FOLLOW. To 22 November.

London.

FOLLOW
by Dameon Garnett.

Finborough Theatre Finborough Brasserie 118 Finborough Road SW10 9ED To 22 November 2008.
Tue-Sat 7.30pm Mat Sat & Sun 3pm.
Runs 1hr 30min One interval.

TICKETS: 0844 847 1652 (24hr, no booking fee).
www.finboroughtheatre.co.uk (discounted full-price tickets online).
Review: Timothy Ramsden 9 November.

Speke for England, and Pompey playing away.
Someone from around there once told me Portsmouth was a northern town placed in England’s south. Up from Pompey, Reece wonders why everyone assumes southerners are posh. He’s not, escaping an Asbo by staying at friend Blake’s home in Speke, Liverpool.

His Portsmouth’s a land of tower-blocks, and he’s seeking his lost father, while Blake’s been thrown out by his wife. ‘His’ home is actually his dad’s, and his baby soon follows him there.

The young men dream of flight to sunny Australia, a dream contrasted by the need to bring up baby, and the dilemma brought about by Reece getting involved with a local drug dealer.

Dameon Garnett’s rapid-fire, short-scene terseness hustles the action along, the hopes, urgency and limited practicality of the younger men contrasted by the steadier attempts of the more mature Gary to rebuild his own life round a new relationship while directing his son towards responsibility.

Never showing the women in these men’s lives, and contrasting the structure provided by a father who’s present with Reece’s rudderless existence, intensifies the combat between ill-focused aspirations and the demands of mundane reality.

It’s sketched in the changing attitudes of both young men to Blake’s baby, from incompetence and reluctance to a measure of care – though the development seems more a playwright’s scheme than something very likely to happen in such a short time.

Quick glimpses into these lives tell a story cinematically but limit knowledge of the characters to mere acquaintance.

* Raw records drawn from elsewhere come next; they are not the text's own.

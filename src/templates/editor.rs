//! The builder page: source pane, prompt bar, live preview and the client
//! script that talks to the `/api` endpoints.

use crate::editor::{EditorState, HTML_CONTENT_KEY};
use crate::models::SessionIdentity;
use crate::providers::MODELS;

use super::components::{base_html, footer_toolbar, html_escape, preview_iframe, top_bar, SITE_TITLE};
use super::dialogs::{deploy_dialog, invite_friends, load_dialog, login_modals, pro_modal};

pub fn render_editor(editor: &EditorState, me: &SessionIdentity) -> String {
    let model_options: String = MODELS
        .iter()
        .map(|model| {
            format!(
                r#"<option value="{}">{}</option>"#,
                html_escape(model.value),
                html_escape(model.label)
            )
        })
        .collect();

    let content = format!(
        r#"<div class="studio">
            {top_bar}
            <div class="workspace">
                <div class="source-pane">
                    <textarea id="source" spellcheck="false">{source}</textarea>
                    <div class="prompt-bar">
                        <input type="text" id="prompt" placeholder="Describe the website you want...">
                        <select id="model" onchange="showRoute()">{model_options}</select>
                        <span class="route-info" id="route-info"></span>
                        <button class="btn primary" onclick="updatePreview()">Preview</button>
                    </div>
                </div>
                {preview}
            </div>
            {footer}
        </div>
        {deploy}
        {load}
        {pro}
        {logins}
        {invite}
        <div class="toasts" id="toasts"></div>
        <script>
        const HTML_CONTENT_KEY = '{stash_key}';
        {client}
        </script>"#,
        top_bar = top_bar(me),
        source = html_escape(&editor.html),
        preview = preview_iframe(editor),
        footer = footer_toolbar(editor, me),
        deploy = deploy_dialog(),
        load = load_dialog(),
        pro = pro_modal(),
        logins = login_modals(),
        invite = invite_friends(),
        stash_key = HTML_CONTENT_KEY,
        client = CLIENT_JS,
    );

    base_html(SITE_TITLE, &content)
}

const CLIENT_JS: &str = r#"
    const prompts = [];

    function toast(notice) {
        const el = document.createElement('div');
        el.className = 'toast ' + notice.level;
        el.textContent = notice.message;
        document.getElementById('toasts').appendChild(el);
        setTimeout(() => el.remove(), 4000);
    }

    function openDialog(id) {
        const el = document.getElementById(id);
        if (el) el.classList.add('active');
    }

    function closeDialog(id) {
        const el = document.getElementById(id);
        if (el) el.classList.remove('active');
    }

    function currentHtml() {
        return document.getElementById('source').value;
    }

    function applyStash(stash) {
        if (stash) localStorage.setItem(HTML_CONTENT_KEY, stash);
    }

    async function postJson(url, body) {
        const response = await fetch(url, {
            method: 'POST',
            headers: { 'Content-Type': 'application/json' },
            body: JSON.stringify(body)
        });
        return response.json();
    }

    function handleOutcome(result, dialogId) {
        applyStash(result.stash);
        const outcome = result.outcome;
        switch (outcome.kind) {
            case 'login_required':
                closeDialog(dialogId);
                openDialog(result.login_dialog);
                break;
            case 'invalid':
                toast(outcome.notice);
                break;
            case 'busy':
                break;
            case 'dismissed':
                closeDialog(dialogId);
                break;
            case 'redirect':
                window.location.href = outcome.to;
                break;
            case 'imported':
                toast(outcome.notice);
                document.getElementById('source').value = outcome.project.html;
                closeDialog(dialogId);
                updatePreview();
                break;
            default:
                toast(outcome.notice);
                if (outcome.notice.level !== 'error') closeDialog(dialogId);
        }
    }

    function showFrame(frame) {
        document.getElementById('source').value = frame.html;
        document.getElementById('preview-frame').srcdoc = frame.srcdoc;
    }

    async function updatePreview() {
        const promptInput = document.getElementById('prompt');
        const prompt = promptInput.value;
        if (prompt) {
            prompts.push(prompt);
            promptInput.value = '';
        }
        const response = await fetch('/api/preview', {
            method: 'POST',
            headers: { 'Content-Type': 'application/json' },
            body: JSON.stringify({ html: currentHtml(), prompt: prompt })
        });
        document.getElementById('preview-frame').srcdoc = await response.text();
        loadHistory();
    }

    async function refreshPreview() {
        const iframe = document.getElementById('preview-frame');
        const steps = await (await fetch('/api/refresh')).json();
        for (const step of steps) {
            if (step.step === 'clear') {
                iframe.srcdoc = '';
            } else {
                setTimeout(() => { iframe.srcdoc = step.srcdoc; }, step.after_ms);
            }
        }
    }

    function setDevice(name) {
        const iframe = document.getElementById('preview-frame');
        iframe.className = name;
        document.querySelectorAll('.device-toggle button').forEach(b => {
            b.classList.toggle('active', b.dataset.device === name);
        });
        postJson('/api/device', { device: name }).catch(() => {});
    }

    async function resetEditor() {
        if (!confirm('Reset the editor? Your current page will be replaced by the starter page.')) return;
        const response = await fetch('/api/reset', { method: 'POST' });
        showFrame(await response.json());
        prompts.length = 0;
    }

    async function loadHistory() {
        const entries = await (await fetch('/api/history')).json();
        const panel = document.getElementById('history-panel');
        panel.replaceChildren(...entries.map((entry, index) => {
            const button = document.createElement('button');
            button.className = 'history-entry';
            button.onclick = () => restoreHistory(index);
            const label = document.createElement('span');
            label.textContent = entry.prompt || 'Manual edit';
            const time = document.createElement('time');
            time.textContent = new Date(entry.createdAt).toLocaleTimeString();
            button.append(label, time);
            return button;
        }));
        document.getElementById('history-count').textContent = entries.length;
        document.getElementById('history-toggle').hidden = entries.length === 0;
    }

    function toggleHistory() {
        document.getElementById('history-panel').classList.toggle('active');
    }

    async function restoreHistory(index) {
        const response = await postJson('/api/history/restore', { index: index }).catch(() => null);
        if (!response || !response.srcdoc) {
            toast({ level: 'error', message: 'That version is no longer available.' });
            return;
        }
        showFrame(response);
        document.getElementById('history-panel').classList.remove('active');
    }

    async function showRoute() {
        const model = document.getElementById('model').value;
        const info = document.getElementById('route-info');
        const response = await fetch('/api/models/route?model=' + encodeURIComponent(model));
        if (!response.ok) {
            info.textContent = '';
            return;
        }
        const route = await response.json();
        info.textContent = route.provider + ' · ' + route.maxTokens.toLocaleString() + ' tokens';
    }

    async function submitDeploy() {
        const button = document.getElementById('deploy-submit');
        button.disabled = true;
        try {
            const result = await postJson('/api/projects', {
                title: document.getElementById('deploy-title').value,
                html: currentHtml(),
                prompts: prompts
            });
            handleOutcome(result, 'deploy-dialog');
        } finally {
            button.disabled = false;
        }
    }

    function normalizeProjectUrl(input) {
        input.value = input.value.trim();
    }

    async function submitImport() {
        const button = document.getElementById('load-submit');
        if (button.disabled) return;
        button.disabled = true;
        button.textContent = 'Fetching your Project...';
        try {
            const result = await postJson('/api/projects/import', {
                url: document.getElementById('load-url').value
            });
            if (result.outcome.kind !== 'invalid') document.getElementById('load-url').value = '';
            handleOutcome(result, 'load-dialog');
        } finally {
            button.disabled = false;
            button.textContent = 'Import your Project';
        }
    }

    async function submitUpgrade() {
        const result = await postJson('/api/pro', { html: currentHtml() });
        handleOutcome(result, 'pro-dialog');
    }

    async function confirmLogin(dialogId) {
        const result = await postJson('/api/login', { html: currentHtml() });
        applyStash(result.stash);
        closeDialog(dialogId);
    }

    showRoute();

    (function restoreStash() {
        const stashed = localStorage.getItem(HTML_CONTENT_KEY);
        if (stashed) {
            document.getElementById('source').value = stashed;
            localStorage.removeItem(HTML_CONTENT_KEY);
            updatePreview();
        }
    })();
"#;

Ken Alexander’s cast ensure they’re vividly presented, pointing up the individuality. Paul Regan’s Gary is resolute in reconstructing his own life, and insisting his son avoids imminent pitfalls by doing the right thing.

Oliver Gilbert shows the well-disposed Reece floundering on the fringes of crime with his bright mind, while Adam Redmore moves Blake from irresponsibility to signs of genuine attachment to his child.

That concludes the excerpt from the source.